It has been 150 years since Thomas “Stonewall” Jackson died, and visitors are still bringing flowers — and lemons — to shrines that honor the memory of the Confederate army general.
Jackson was one of the most successful generals in the 1861-1865 US civil war, and according to legend he sucked on lemons as he entered battle.
“Jackson is a hero to some, but strange enough to appeal to a lot of people,” said Beth Parnicza, park historian at the Stonewall Jackson Shrine at Guinea Station, situated 70 miles southeast of Washington.
As Americans flock to battlefields and museums to mark the sesquicentennial of the seminal conflict, Jackson’s life and accidental shooting has attracted renewed interest.
Pilgrims brought roses and small Confederate flags to the Chancellorsville battlefield, 60 miles southeast of the US capital, on May 2 — the day that Jackson was shot there 150 years ago.
He had just led a daring flank attack through thick woods on a much larger Union force and was scouting ahead of his lines after sundown. Confederate soldiers opened fire when they mistook him and his entourage for the enemy.

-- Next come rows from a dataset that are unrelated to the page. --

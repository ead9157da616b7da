//! Iterative deepening A*. Each iteration is a depth-first search bounded by
//! an f-value threshold; the next threshold is the smallest f-value that
//! exceeded the current one. The search works on a single state buffer that
//! is mutated and reverted in place.

use crate::search::{
    search_engines::{DomainSearchResult, SearchEngine, SearchOptions, SearchOutcome, SearchResult},
    AppliedEdge, Cost, Domain, Plan, SearchStatistics, TerminationCondition, INFINITE_COST,
    ZERO_COST,
};
use tracing::{debug, info};

enum Probe {
    /// A goal was reached within the bound
    Found,
    /// The subtree was exhausted
    Exhausted,
    /// A resource limit was hit
    Aborted(SearchOutcome),
}

#[derive(Debug)]
pub struct IdaStar<D: Domain> {
    options: SearchOptions,
    /// Every bound an iteration was started with, in order
    bounds: Vec<Cost>,
    /// Smallest f-value above the bound seen in the current iteration
    minoob: Cost,
    /// Filled goal first while unwinding from a goal
    ops: Vec<D::Oper>,
    states: Vec<D::State>,
    goal_cost: Cost,
}

impl<D: Domain> IdaStar<D> {
    pub fn new(options: SearchOptions) -> Self {
        Self {
            options,
            bounds: vec![],
            minoob: INFINITE_COST,
            ops: vec![],
            states: vec![],
            goal_cost: ZERO_COST,
        }
    }

    pub fn bounds(&self) -> &[Cost] {
        &self.bounds
    }

    #[allow(clippy::too_many_arguments)]
    fn probe(
        &mut self,
        domain: &D,
        state: &mut D::State,
        g: Cost,
        pop: D::Oper,
        bound: Cost,
        statistics: &mut SearchStatistics,
        termination_condition: &mut TerminationCondition,
    ) -> Probe {
        if let Some(outcome) = termination_condition.should_terminate(statistics) {
            return Probe::Aborted(outcome);
        }

        let f = g + domain.h(state);
        if f > bound {
            self.minoob = self.minoob.min(f);
            return Probe::Exhausted;
        }
        if domain.is_goal(state) {
            self.goal_cost = g;
            self.states.push(state.clone());
            return Probe::Found;
        }

        statistics.increment_expanded_nodes();
        for op in domain.operators(state) {
            if op == pop {
                continue;
            }
            let mut edge = AppliedEdge::apply(domain, state, op);
            statistics.increment_generated_nodes();
            let child_g = g + edge.cost();
            let revop = edge.revop();
            match self.probe(
                domain,
                &mut edge,
                child_g,
                revop,
                bound,
                statistics,
                termination_condition,
            ) {
                Probe::Found => {
                    drop(edge);
                    self.ops.push(op);
                    self.states.push(state.clone());
                    return Probe::Found;
                }
                Probe::Aborted(outcome) => return Probe::Aborted(outcome),
                Probe::Exhausted => {}
            }
        }
        Probe::Exhausted
    }
}

impl<D: Domain> SearchEngine<D> for IdaStar<D> {
    fn search(&mut self, domain: &D, initial_state: &D::State) -> DomainSearchResult<D> {
        self.reset();
        let mut statistics = SearchStatistics::new();
        let mut termination_condition = TerminationCondition::from_options(&self.options);
        let mut state = initial_state.clone();

        let mut bound = domain.h(&state);
        statistics.register_heuristic_value(bound);
        let outcome = loop {
            info!(bound = bound.into_inner(), "starting iteration");
            self.bounds.push(bound);
            self.minoob = INFINITE_COST;
            match self.probe(
                domain,
                &mut state,
                ZERO_COST,
                domain.nop(),
                bound,
                &mut statistics,
                &mut termination_condition,
            ) {
                Probe::Found => break SearchOutcome::Success,
                Probe::Aborted(outcome) => break outcome,
                Probe::Exhausted => {}
            }
            debug!(
                expanded_nodes = statistics.expanded_nodes(),
                minoob = self.minoob.into_inner(),
                "iteration finished"
            );
            if self.minoob == INFINITE_COST {
                break SearchOutcome::ProvablyUnsolvable;
            }
            bound = self.minoob;
        };

        statistics.finalise_search();
        termination_condition.finalise();
        if outcome != SearchOutcome::Success {
            return SearchResult::failure(outcome, statistics);
        }
        let mut ops = std::mem::take(&mut self.ops);
        let mut states = std::mem::take(&mut self.states);
        ops.reverse();
        states.reverse();
        SearchResult::success(Plan::new(ops, states, self.goal_cost), statistics)
    }

    fn reset(&mut self) {
        self.bounds.clear();
        self.minoob = INFINITE_COST;
        self.ops.clear();
        self.states.clear();
        self.goal_cost = ZERO_COST;
    }
}

#[cfg(test)]
mod tests {
    use super::*;
    use crate::domains::{TileCosts, Tiles};
    use crate::parsed_types::TilesInstance;
    use crate::parsers::Parser;
    use crate::search::validate;
    use crate::test_utils::*;

    fn tiles(text: &str) -> Tiles {
        let instance = TilesInstance::from_text(text).unwrap();
        Tiles::new(&instance, TileCosts::Unit).unwrap()
    }

    #[test]
    fn one_move_puzzle_expands_root_once() {
        let domain = tiles(TILES_ONE_MOVE_TEXT);
        let mut engine = IdaStar::new(SearchOptions::default());
        let result = engine.search(&domain, &domain.initial_state());

        assert_eq!(result.outcome, SearchOutcome::Success);
        assert_eq!(result.statistics.expanded_nodes(), 1);
        let plan = result.plan.unwrap();
        assert_eq!(plan.len(), 1);
        assert_eq!(plan.cost(), Cost::from(1.));
        assert_eq!(plan.states().len(), 2);
        assert!(domain.is_goal(plan.final_state()));
        assert_eq!(engine.bounds(), &[Cost::from(1.)]);
    }

    #[test]
    fn bounds_never_decrease() {
        let domain = tiles(TILES_EASY_TEXT);
        let mut engine = IdaStar::new(SearchOptions::default());
        let initial_state = domain.initial_state();
        let result = engine.search(&domain, &initial_state);

        assert_eq!(result.outcome, SearchOutcome::Success);
        let bounds = engine.bounds();
        assert!(bounds.windows(2).all(|pair| pair[0] < pair[1]));
        assert_eq!(bounds[0], domain.h(&initial_state));

        let plan = result.plan.unwrap();
        assert!(plan.cost() <= *bounds.last().unwrap());
        assert_eq!(validate(&domain, plan.ops()), Ok(plan.cost()));
        assert_eq!(plan.states()[0], initial_state);
    }

    #[test]
    fn expansion_limit_aborts_iteration() {
        let domain = ring_graph(12);
        let options = SearchOptions {
            expansion_limit: Some(7),
            ..SearchOptions::default()
        };
        let mut engine = IdaStar::new(options);
        let result = engine.search(&domain, &domain.initial_state());

        assert_eq!(result.outcome, SearchOutcome::ExpansionLimitExceeded);
        assert!(result.plan.is_none());
        assert_eq!(result.statistics.expanded_nodes(), 7);
    }

    #[test]
    fn finds_cheapest_path_on_weighted_graph() {
        let domain = reopening_graph();
        let mut engine = IdaStar::new(SearchOptions::default());
        let result = engine.search(&domain, &domain.initial_state());

        let plan = result.plan.unwrap();
        assert_eq!(plan.cost(), Cost::from(3.));
        assert_eq!(
            plan.states().iter().map(|s| s.node).collect::<Vec<_>>(),
            vec![0, 2, 3, 4]
        );
    }
}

The battle was a stunning Confederate victory.
Jackson survived the shooting, though doctors amputated an arm. “He has lost his left arm, but I have lost my right arm,” said his commander, Robert E. Lee.
Medics took Jackson to Guinea Station, at the time a busy supply depot, to recover, but he died of pneumonia on May 10 in a simple wood building now preserved as a museum.
Jackson was born in 1824 in the backwoods of what is now West Virginia. Orphaned at a young age, he had little formal education, but with luck and determination managed to enter the West Point military academy.
The dour Jackson preferred study over socializing, and made few friends. Years later he faced many of those schoolmates on the battlefield as enemies.
After service in the 1846-1848 war with Mexico, Jackson joined the Virginia Military Institute in Lexington in 1851 to teach artillery tactics.
The future military hero was considered an oddball. He’d sometimes raise one arm to compensate for a supposed body imbalance, eat stale bread to manage his stomach dyspepsia, and wore wet bandages believing it was a cure for most illnesses.
At VMI he earned a reputation as a martinet, and his students nicknamed him “Tom Fool.”
Deeply religious, he also avoided alcohol, was honest to a fault, and was tender to young children.
In 1861 the southern states, fearing the recently-elected Abraham Lincoln would end slavery, began to form the Confederate States of America. Slavery was essential to the south’s agricultural economy and southerners vowed to resist any threat to their “peculiar institution.”
When Virginia seceded and war broke out, Jackson joined the rebel army.
Jackson earned the “Stonewall” sobriquet for his steady role in the Confederate victory at Manassas in July 1861. In the next two years he proved to be an aggressive warrior, key to pivotal rebel victories.
“The doings of this officer are too vividly impressed upon the public mind… to particularize his thousand and one deeds of daring, all of which … were strongly marked by dash, energy, and skill,” read a December 1862 profile of Jackson in the Illustrated London News.
Jackson was “humorless, socially awkward, a control freak, autocratic, rude, secretive and discouraged initiative,” said historian Frank O’Reilly, a civil war expert at the Chancellorsville battlefield.
“And yet, he was adored by his men.”
“Stonewall” died at the height of his popularity and left little in writing — his widow Anna and other southerners shaped his image in the post-war years.
According to Anna, Jackson was a perfect husband and a model Christian, even someone who could reconcile blacks and whites. Others portrayed him as the ultimate self-made man, and as a Christian martyr.
But not all civil war buffs are swept up in the Jackson mania.
“Jackson coldly sent thousands of people to the grave without a second thought, all the while thinking he was doing the Lord’s work,” said a writer named “Miskatonic,” commenting on a story in the New York Times’ civil war blog.
“And for what? So that men of his class could keep their slaves for a few months longer. The man was certainly no hero, and it is odd and disturbing that some continue to treat him has such.”
Yet his popularity endures. Visitors place roses at the grave where Jackson’s arm is buried near the Chancellorsville battlefield, O’Reilly said.
And at the general’s grave in Lexington visitors place roses and lemons year-round, according to Michael Anne Lynn, director of the nearby Stonewall Jackson House.
The lemon myth however is overblown — Lynn says the general also enjoyed other types of fruit.
Dropping off lemons “is sort of cute,” she said, “but I’d prefer that they took the tags off first.”